··· Dataset content
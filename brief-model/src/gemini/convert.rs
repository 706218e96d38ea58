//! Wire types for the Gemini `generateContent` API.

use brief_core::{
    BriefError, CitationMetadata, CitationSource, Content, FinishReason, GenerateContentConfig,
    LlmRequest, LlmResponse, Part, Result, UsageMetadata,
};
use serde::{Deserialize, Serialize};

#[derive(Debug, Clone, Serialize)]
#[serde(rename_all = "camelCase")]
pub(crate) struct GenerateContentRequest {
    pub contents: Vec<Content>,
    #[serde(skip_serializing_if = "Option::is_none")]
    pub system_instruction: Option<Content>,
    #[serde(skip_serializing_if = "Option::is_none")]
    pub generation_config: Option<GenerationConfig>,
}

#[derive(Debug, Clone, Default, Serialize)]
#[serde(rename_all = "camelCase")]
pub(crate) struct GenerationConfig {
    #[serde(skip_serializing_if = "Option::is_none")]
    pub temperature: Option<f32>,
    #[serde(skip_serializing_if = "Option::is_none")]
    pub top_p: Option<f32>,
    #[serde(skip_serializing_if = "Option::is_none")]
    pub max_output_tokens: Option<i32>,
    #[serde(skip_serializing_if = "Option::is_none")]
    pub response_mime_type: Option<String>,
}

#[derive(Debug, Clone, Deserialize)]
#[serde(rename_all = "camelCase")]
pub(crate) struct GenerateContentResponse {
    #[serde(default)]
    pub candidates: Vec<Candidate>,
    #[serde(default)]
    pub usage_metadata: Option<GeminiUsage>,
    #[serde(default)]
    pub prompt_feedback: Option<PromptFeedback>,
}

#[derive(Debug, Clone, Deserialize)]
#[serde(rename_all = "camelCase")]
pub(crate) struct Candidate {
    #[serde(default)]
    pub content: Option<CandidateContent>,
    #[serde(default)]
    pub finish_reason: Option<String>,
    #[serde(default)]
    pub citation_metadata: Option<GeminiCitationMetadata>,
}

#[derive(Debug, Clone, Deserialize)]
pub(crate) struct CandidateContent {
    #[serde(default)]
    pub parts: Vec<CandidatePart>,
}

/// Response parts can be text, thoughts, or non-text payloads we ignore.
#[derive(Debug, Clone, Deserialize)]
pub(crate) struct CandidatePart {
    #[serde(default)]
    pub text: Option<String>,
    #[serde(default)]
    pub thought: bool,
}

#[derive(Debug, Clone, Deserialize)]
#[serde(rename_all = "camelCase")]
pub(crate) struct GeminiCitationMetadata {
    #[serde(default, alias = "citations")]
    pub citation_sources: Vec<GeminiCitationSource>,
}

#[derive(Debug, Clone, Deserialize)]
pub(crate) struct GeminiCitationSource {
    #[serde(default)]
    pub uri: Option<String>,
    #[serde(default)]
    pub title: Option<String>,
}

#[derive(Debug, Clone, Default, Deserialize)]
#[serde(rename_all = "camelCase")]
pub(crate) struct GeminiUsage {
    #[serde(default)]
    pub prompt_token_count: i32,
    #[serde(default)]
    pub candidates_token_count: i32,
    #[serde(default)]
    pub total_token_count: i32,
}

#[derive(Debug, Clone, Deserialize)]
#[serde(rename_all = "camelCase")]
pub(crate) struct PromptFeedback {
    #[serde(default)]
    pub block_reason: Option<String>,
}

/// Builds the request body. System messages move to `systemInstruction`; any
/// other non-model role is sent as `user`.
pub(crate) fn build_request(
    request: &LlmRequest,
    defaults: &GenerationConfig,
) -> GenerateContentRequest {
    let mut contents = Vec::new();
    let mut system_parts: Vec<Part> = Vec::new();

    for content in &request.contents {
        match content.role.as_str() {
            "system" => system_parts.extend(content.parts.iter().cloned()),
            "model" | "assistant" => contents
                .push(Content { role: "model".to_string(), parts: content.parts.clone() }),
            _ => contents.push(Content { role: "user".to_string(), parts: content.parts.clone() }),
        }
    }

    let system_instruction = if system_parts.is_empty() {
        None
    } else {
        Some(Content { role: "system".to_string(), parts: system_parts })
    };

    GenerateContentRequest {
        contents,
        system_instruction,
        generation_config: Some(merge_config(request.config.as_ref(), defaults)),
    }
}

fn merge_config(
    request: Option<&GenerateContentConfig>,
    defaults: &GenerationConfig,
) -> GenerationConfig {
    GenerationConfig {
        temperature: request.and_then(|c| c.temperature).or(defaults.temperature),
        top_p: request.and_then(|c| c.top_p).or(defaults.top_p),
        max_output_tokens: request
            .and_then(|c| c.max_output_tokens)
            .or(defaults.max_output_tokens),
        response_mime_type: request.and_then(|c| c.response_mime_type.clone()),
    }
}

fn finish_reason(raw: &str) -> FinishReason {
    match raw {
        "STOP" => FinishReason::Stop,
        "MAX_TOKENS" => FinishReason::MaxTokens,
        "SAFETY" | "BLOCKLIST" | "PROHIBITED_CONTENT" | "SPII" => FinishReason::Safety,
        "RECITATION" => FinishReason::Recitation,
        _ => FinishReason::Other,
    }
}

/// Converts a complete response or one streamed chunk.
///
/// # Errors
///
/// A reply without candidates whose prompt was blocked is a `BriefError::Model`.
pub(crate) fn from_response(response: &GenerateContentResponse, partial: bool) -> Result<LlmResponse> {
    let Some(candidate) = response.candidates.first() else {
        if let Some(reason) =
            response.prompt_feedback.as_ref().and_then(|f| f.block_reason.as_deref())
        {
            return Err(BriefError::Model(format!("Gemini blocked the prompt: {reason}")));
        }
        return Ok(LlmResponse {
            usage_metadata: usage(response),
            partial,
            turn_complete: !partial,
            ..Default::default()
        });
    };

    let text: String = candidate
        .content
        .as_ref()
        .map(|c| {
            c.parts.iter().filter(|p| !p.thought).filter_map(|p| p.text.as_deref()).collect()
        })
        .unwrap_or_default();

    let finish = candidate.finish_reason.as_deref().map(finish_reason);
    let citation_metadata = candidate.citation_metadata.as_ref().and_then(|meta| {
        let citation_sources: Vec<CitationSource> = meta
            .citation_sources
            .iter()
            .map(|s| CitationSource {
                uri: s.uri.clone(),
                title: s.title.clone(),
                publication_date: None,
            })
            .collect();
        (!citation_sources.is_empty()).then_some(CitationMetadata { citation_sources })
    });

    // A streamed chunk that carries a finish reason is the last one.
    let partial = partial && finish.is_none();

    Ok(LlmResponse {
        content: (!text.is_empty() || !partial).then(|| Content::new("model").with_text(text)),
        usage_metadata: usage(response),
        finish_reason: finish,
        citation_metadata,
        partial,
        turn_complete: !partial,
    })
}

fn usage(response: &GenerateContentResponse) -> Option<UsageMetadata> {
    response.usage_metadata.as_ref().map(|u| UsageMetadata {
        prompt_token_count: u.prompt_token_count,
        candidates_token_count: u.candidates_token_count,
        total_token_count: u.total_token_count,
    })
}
······
··· Dataset content
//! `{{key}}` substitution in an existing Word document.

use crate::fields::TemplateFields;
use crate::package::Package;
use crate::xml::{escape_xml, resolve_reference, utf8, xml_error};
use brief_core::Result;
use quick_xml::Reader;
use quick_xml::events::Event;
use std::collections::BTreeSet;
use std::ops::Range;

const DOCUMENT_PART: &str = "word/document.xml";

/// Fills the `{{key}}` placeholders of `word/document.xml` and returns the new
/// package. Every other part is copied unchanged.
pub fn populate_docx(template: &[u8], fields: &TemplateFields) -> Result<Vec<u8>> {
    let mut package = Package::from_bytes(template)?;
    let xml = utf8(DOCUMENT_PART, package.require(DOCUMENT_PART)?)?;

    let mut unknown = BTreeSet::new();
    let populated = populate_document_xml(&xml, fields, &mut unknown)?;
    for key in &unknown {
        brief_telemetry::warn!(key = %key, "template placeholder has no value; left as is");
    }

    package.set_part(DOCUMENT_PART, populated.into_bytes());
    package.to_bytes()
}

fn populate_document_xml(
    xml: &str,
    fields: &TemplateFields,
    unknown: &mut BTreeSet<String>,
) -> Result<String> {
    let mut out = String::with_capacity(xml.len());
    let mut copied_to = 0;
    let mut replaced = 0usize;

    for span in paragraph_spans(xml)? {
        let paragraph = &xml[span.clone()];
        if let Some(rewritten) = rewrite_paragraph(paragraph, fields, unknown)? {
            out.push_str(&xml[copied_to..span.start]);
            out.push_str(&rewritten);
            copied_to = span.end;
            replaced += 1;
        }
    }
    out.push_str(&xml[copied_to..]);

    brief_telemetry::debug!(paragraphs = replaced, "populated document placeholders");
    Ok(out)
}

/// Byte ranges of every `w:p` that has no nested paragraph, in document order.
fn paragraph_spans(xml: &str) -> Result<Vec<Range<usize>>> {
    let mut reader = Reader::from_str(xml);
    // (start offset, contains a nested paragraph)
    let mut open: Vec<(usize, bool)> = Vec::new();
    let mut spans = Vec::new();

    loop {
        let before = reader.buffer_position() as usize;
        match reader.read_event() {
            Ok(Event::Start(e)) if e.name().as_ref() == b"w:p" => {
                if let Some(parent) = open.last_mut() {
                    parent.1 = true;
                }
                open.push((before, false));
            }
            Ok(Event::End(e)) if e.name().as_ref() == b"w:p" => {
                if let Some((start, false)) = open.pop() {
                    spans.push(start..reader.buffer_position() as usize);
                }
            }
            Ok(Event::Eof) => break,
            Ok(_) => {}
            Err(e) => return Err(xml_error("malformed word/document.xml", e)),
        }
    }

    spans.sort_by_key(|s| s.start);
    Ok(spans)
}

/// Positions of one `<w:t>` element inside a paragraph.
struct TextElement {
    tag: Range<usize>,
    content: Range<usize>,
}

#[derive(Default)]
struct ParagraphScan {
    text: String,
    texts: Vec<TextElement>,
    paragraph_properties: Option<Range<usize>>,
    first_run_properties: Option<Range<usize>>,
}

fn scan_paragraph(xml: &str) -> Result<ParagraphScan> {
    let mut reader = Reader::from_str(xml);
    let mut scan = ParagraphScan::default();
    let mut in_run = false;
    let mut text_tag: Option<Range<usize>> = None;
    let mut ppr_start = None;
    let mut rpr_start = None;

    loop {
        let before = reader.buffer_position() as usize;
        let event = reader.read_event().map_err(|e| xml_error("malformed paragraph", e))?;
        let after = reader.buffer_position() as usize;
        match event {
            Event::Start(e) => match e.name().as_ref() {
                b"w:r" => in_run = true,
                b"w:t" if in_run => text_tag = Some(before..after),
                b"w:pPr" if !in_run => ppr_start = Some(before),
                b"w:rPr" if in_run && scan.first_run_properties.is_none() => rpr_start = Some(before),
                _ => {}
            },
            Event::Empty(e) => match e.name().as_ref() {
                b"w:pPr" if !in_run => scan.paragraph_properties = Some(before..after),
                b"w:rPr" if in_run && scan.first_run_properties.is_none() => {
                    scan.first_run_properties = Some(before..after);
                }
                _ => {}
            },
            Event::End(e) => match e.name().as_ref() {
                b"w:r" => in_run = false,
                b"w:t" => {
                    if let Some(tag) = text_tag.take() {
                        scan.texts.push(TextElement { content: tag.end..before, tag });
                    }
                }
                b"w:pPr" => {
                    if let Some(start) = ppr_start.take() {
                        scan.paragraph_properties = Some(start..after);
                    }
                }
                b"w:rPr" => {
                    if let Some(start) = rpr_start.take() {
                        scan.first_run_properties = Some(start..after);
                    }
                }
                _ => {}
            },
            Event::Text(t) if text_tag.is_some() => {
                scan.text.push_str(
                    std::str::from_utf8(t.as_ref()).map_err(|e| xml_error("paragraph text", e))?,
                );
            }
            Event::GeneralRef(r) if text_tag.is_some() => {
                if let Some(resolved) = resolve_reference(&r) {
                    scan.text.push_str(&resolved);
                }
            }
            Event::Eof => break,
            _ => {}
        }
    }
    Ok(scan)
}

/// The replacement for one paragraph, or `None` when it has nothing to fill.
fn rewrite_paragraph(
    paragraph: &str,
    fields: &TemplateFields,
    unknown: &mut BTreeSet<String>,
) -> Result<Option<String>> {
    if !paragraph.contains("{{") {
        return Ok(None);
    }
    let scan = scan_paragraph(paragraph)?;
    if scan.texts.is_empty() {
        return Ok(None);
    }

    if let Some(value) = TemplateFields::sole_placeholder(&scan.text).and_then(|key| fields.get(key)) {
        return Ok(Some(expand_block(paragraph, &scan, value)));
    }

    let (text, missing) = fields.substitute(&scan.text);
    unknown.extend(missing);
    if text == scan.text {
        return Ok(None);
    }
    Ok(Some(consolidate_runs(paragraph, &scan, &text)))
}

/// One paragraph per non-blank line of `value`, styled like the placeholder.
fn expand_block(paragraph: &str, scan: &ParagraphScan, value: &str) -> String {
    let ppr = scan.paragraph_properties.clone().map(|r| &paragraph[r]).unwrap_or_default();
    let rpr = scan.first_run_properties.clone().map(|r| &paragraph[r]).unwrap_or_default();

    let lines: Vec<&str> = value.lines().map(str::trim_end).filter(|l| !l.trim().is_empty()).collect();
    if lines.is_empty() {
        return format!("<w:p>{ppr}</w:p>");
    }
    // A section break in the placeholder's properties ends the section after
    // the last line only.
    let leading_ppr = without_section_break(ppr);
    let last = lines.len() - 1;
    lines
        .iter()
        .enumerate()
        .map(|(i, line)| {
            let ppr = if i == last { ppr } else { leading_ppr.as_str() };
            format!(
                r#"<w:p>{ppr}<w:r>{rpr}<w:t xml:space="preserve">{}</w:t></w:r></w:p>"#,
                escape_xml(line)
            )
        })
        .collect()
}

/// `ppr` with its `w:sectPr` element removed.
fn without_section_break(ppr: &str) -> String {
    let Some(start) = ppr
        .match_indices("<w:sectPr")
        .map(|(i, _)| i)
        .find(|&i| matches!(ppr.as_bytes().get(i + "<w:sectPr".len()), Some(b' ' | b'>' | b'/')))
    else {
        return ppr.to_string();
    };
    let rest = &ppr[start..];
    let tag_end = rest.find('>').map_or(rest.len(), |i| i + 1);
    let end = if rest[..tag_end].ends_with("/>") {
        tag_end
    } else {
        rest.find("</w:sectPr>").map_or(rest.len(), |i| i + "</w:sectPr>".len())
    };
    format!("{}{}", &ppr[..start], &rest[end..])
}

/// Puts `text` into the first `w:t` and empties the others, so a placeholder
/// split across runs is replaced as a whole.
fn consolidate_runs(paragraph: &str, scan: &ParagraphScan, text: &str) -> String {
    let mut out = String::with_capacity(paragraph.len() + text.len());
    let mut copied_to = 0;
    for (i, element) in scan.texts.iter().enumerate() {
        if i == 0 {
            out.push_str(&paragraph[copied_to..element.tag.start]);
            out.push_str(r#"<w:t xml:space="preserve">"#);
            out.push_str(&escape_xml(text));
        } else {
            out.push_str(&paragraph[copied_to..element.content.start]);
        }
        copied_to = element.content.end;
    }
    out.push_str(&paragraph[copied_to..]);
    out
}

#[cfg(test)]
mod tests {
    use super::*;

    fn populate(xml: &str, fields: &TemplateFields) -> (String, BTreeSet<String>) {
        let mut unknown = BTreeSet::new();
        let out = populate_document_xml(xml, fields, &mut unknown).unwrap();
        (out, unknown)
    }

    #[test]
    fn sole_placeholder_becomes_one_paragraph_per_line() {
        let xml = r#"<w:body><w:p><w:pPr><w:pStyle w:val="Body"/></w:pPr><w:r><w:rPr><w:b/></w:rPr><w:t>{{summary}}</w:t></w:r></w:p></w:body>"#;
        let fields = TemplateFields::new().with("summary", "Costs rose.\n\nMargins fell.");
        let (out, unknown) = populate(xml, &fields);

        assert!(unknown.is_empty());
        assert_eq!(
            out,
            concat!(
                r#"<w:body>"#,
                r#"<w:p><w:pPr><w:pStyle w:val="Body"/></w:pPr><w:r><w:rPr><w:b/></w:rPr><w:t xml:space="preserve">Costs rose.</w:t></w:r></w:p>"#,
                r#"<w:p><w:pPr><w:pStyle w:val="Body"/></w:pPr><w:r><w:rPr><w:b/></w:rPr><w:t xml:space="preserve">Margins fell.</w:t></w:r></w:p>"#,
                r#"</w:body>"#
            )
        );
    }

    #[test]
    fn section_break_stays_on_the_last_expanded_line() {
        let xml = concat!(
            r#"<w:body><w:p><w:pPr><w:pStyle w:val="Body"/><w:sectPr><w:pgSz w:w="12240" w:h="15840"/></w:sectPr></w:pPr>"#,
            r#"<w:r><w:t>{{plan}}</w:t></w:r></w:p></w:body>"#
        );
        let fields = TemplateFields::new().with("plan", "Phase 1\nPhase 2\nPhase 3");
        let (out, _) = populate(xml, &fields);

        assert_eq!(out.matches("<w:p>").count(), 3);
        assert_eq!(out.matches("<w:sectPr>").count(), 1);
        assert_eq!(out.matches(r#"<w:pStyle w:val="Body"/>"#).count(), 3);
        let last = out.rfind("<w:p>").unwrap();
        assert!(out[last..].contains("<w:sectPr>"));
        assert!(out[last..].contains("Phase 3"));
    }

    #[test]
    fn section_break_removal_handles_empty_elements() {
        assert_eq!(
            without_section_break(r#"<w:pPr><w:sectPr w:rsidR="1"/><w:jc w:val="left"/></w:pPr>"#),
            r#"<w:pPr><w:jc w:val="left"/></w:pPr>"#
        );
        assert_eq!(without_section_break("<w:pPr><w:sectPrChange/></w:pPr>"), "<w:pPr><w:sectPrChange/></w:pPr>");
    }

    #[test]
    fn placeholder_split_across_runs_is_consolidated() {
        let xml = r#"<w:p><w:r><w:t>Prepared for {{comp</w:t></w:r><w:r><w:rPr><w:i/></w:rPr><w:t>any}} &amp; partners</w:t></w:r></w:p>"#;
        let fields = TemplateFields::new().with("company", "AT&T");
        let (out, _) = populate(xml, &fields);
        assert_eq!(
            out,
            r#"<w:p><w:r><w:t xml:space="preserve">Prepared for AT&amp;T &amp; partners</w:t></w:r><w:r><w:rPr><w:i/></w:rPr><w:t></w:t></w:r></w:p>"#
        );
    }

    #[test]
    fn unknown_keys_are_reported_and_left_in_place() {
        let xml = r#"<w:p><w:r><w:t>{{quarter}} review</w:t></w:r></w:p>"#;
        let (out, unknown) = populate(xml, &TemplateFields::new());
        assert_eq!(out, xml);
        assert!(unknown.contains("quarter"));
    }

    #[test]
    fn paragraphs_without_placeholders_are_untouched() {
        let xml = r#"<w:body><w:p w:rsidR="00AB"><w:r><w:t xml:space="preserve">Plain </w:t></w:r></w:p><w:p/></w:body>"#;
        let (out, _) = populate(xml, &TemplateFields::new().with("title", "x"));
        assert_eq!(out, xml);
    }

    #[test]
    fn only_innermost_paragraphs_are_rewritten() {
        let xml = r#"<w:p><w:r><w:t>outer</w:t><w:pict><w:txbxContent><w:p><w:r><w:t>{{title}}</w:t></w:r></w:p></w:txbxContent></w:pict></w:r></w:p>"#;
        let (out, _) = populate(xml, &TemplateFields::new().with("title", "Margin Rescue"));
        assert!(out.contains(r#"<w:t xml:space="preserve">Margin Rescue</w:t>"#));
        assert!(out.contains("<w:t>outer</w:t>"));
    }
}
······
Task directions —
Which of the lines above carry the string "FinishReason"? Pick them out and copy them.

Result below —
    BriefError, CitationMetadata, CitationSource, Content, FinishReason, GenerateContentConfig,
fn finish_reason(raw: &str) -> FinishReason {
        "STOP" => FinishReason::Stop,
        "MAX_TOKENS" => FinishReason::MaxTokens,
        "SAFETY" | "BLOCKLIST" | "PROHIBITED_CONTENT" | "SPII" => FinishReason::Safety,
        "RECITATION" => FinishReason::Recitation,
        _ => FinishReason::Other,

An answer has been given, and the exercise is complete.